* _Exercise_
Check each line of the records below and collect those that include the word "publish".

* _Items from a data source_
=== Section Start ===
//! Content keys: the identifier a Result Record is stored under.

use sha2::{Digest, Sha256};

use docmark_core::{Error, Result};

/// Derive the content key (`fileHash`) from an object key.
///
/// Uploads are stored as `<fileHash>/<filename>`; the first path segment is the key.
pub fn content_key(object_key: &str) -> Result<&str> {
    match object_key.split_once('/') {
        Some((first, rest)) if !first.is_empty() && !rest.is_empty() => Ok(first),
        _ => Err(Error::BadRequest(format!(
            "object key '{}' is not of the form <fileHash>/<filename>",
            object_key
        ))),
    }
}

/// Compute SHA-256 content hash of raw bytes.
pub fn content_hash(bytes: &[u8]) -> String {
    let mut hasher = Sha256::new();
    hasher.update(bytes);
    hex::encode(hasher.finalize())
}

#[cfg(test)]
mod tests {
    use super::*;

    #[test]
    fn test_first_segment_is_key() {
        assert_eq!(content_key("h1/doc.pdf").unwrap(), "h1");
        assert_eq!(content_key("abc123/nested/dir/doc.pdf").unwrap(), "abc123");
    }

    #[test]
    fn test_keys_without_segment_rejected() {
        for key in ["doc.pdf", "/doc.pdf", "h1/", ""] {
            assert!(matches!(content_key(key), Err(Error::BadRequest(_))), "{}", key);
        }
    }

    #[test]
    fn test_content_hash_is_sha256_hex() {
        assert_eq!(
            content_hash(b"abc"),
            "ba7816bf8f01cfea414140de5dae2223b00361a396177a9cb410ff61f20015ad"
        );
    }
}
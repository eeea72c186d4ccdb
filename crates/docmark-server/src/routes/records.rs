//! Result record routes, for the upstream writer and for inspection.

use std::sync::Arc;

use axum::extract::{Path, State};
use axum::http::StatusCode;
use axum::response::IntoResponse;
use axum::routing::put;
use axum::{Json, Router};
use tracing::info;

use docmark_core::Error;
use docmark_store::schema::is_valid_table_name;
use docmark_store::RecordStore;

use crate::state::AppState;

pub fn routes() -> Router<Arc<AppState>> {
    Router::new().route(
        "/records/{table}/{file_hash}",
        put(create_pending).get(get_record),
    )
}

/// PUT /api/records/{table}/{file_hash} — create a pending row (idempotent).
async fn create_pending(
    State(state): State<Arc<AppState>>,
    Path((table, file_hash)): Path<(String, String)>,
) -> impl IntoResponse {
    if let Err(rejection) = check_table(&table) {
        return rejection;
    }
    match state.records.create_pending(&table, &file_hash) {
        Ok(created) => {
            if created {
                info!("Pending record {}[{}] created", table, file_hash);
            }
            let status = if created { StatusCode::CREATED } else { StatusCode::OK };
            (status, Json(serde_json::json!({ "created": created })))
        }
        Err(e) => error_response(&e),
    }
}

/// GET /api/records/{table}/{file_hash}
async fn get_record(
    State(state): State<Arc<AppState>>,
    Path((table, file_hash)): Path<(String, String)>,
) -> impl IntoResponse {
    if let Err(rejection) = check_table(&table) {
        return rejection;
    }
    match state.records.get(&table, &file_hash) {
        Ok(Some(record)) => (
            StatusCode::OK,
            Json(serde_json::to_value(record).unwrap_or_default()),
        ),
        Ok(None) => (
            StatusCode::NOT_FOUND,
            Json(serde_json::json!({ "error": format!("No record {}[{}]", table, file_hash) })),
        ),
        Err(e) => error_response(&e),
    }
}

fn check_table(table: &str) -> Result<(), (StatusCode, Json<serde_json::Value>)> {
    if is_valid_table_name(table) {
        return Ok(());
    }
    Err(error_response(&Error::BadRequest(format!(
        "Invalid table name '{}'",
        table
    ))))
}

fn error_response(err: &Error) -> (StatusCode, Json<serde_json::Value>) {
    let status =
        StatusCode::from_u16(err.status_code()).unwrap_or(StatusCode::INTERNAL_SERVER_ERROR);
    (
        status,
        Json(serde_json::json!({ "error": err.to_string(), "code": err.code() })),
    )
}
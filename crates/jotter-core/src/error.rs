//! Error types for jotter-core

use thiserror::Error;

use crate::models::NoteId;
use crate::store::StoreError;

/// Result type alias using jotter-core's Error
pub type Result<T> = std::result::Result<T, Error>;

/// Errors surfaced by note store operations
#[derive(Error, Debug)]
pub enum Error {
    /// Input fields violate the note constraints
    #[error("Invalid input: {0}")]
    Validation(String),

    /// Operation targets a note that does not exist
    #[error("Note not found: {0}")]
    NotFound(NoteId),

    /// Actor is not allowed to perform the mutation
    #[error("Permission denied: {actor} does not own note {note_id}")]
    Permission {
        /// Note the actor tried to mutate
        note_id: NoteId,
        /// Identity of the rejected actor
        actor: String,
    },

    /// The note changed between read and write; re-read and retry
    #[error("Note {0} was changed concurrently")]
    Conflict(NoteId),

    /// The document store failed to complete a read or write
    #[error("Store unavailable: {0}")]
    StoreUnavailable(String),

    /// A stored document does not decode into a note or history entry
    #[error("Invalid persisted data: {0}")]
    Codec(String),
}

impl Error {
    /// Maps a store failure onto the core taxonomy for the given note.
    pub(crate) fn from_store(error: StoreError, note_id: NoteId) -> Self {
        match error {
            StoreError::NotFound { .. } => Self::NotFound(note_id),
            StoreError::Conflict { .. } => Self::Conflict(note_id),
            other => Self::StoreUnavailable(other.to_string()),
        }
    }
}

impl From<StoreError> for Error {
    fn from(error: StoreError) -> Self {
        Self::StoreUnavailable(error.to_string())
    }
}
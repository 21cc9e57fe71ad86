//! Collection snapshot fan-out shared by the bundled stores

use std::collections::HashMap;
use std::sync::atomic::{AtomicU64, Ordering};
use std::sync::{Mutex, PoisonError};

use tokio::sync::mpsc;

use super::{CollectionPath, Document};

/// Live feed of full snapshots for one collection
///
/// Delivery is serial: snapshots arrive in commit order. Dropping the
/// subscription stops delivery.
#[derive(Debug)]
pub struct Subscription {
    id: u64,
    path: CollectionPath,
    receiver: mpsc::UnboundedReceiver<Vec<Document>>,
}

impl Subscription {
    /// Wait for the next snapshot; `None` once the store is gone
    pub async fn next(&mut self) -> Option<Vec<Document>> {
        self.receiver.recv().await
    }

    /// Take a snapshot that has already been delivered, without waiting
    pub fn try_next(&mut self) -> Option<Vec<Document>> {
        self.receiver.try_recv().ok()
    }

    /// Collection this subscription observes
    #[must_use]
    pub const fn path(&self) -> &CollectionPath {
        &self.path
    }

    /// Hub-assigned subscription id
    #[must_use]
    pub const fn id(&self) -> u64 {
        self.id
    }

    /// Stop receiving snapshots
    pub fn unsubscribe(mut self) {
        self.receiver.close();
    }
}

type Senders = Vec<(u64, mpsc::UnboundedSender<Vec<Document>>)>;

/// Registry of subscribers per collection
///
/// Callers must publish while holding their store's write lock so snapshot
/// order matches commit order.
#[derive(Debug, Default)]
pub struct SubscriptionHub {
    next_id: AtomicU64,
    subscribers: Mutex<HashMap<CollectionPath, Senders>>,
}

impl SubscriptionHub {
    pub fn new() -> Self {
        Self::default()
    }

    /// Register a subscriber and hand it `initial` as its first snapshot
    pub fn subscribe(&self, path: &CollectionPath, initial: Vec<Document>) -> Subscription {
        let id = self.next_id.fetch_add(1, Ordering::Relaxed);
        let (sender, receiver) = mpsc::unbounded_channel();
        // Receiver is alive, so the initial send cannot fail.
        let _ = sender.send(initial);

        self.subscribers
            .lock()
            .unwrap_or_else(PoisonError::into_inner)
            .entry(path.clone())
            .or_default()
            .push((id, sender));

        tracing::debug!(collection = %path, subscription = id, "Subscriber registered");

        Subscription {
            id,
            path: path.clone(),
            receiver,
        }
    }

    /// Whether anyone is still listening on `path`
    pub fn has_subscribers(&self, path: &CollectionPath) -> bool {
        self.subscribers
            .lock()
            .unwrap_or_else(PoisonError::into_inner)
            .get(path)
            .is_some_and(|senders| senders.iter().any(|(_, sender)| !sender.is_closed()))
    }

    /// Whether any collection still has a live subscriber
    pub fn has_any_subscribers(&self) -> bool {
        self.subscribers
            .lock()
            .unwrap_or_else(PoisonError::into_inner)
            .values()
            .flatten()
            .any(|(_, sender)| !sender.is_closed())
    }

    /// Collections with at least one live subscriber
    pub fn subscribed_paths(&self) -> Vec<CollectionPath> {
        self.subscribers
            .lock()
            .unwrap_or_else(PoisonError::into_inner)
            .iter()
            .filter(|(_, senders)| senders.iter().any(|(_, sender)| !sender.is_closed()))
            .map(|(path, _)| path.clone())
            .collect()
    }

    /// Deliver `snapshot` to every live subscriber of `path`, pruning closed ones
    pub fn publish(&self, path: &CollectionPath, snapshot: &[Document]) {
        let mut subscribers = self
            .subscribers
            .lock()
            .unwrap_or_else(PoisonError::into_inner);
        let Some(senders) = subscribers.get_mut(path) else {
            return;
        };

        senders.retain(|(id, sender)| {
            let delivered = sender.send(snapshot.to_vec()).is_ok();
            if !delivered {
                tracing::debug!(collection = %path, subscription = id, "Subscriber dropped");
            }
            delivered
        });

        if senders.is_empty() {
            subscribers.remove(path);
        }
    }
}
=== Section End ===
* _Response to the task_
/// Callers must publish while holding their store's write lock so snapshot
    pub fn publish(&self, path: &CollectionPath, snapshot: &[Document]) {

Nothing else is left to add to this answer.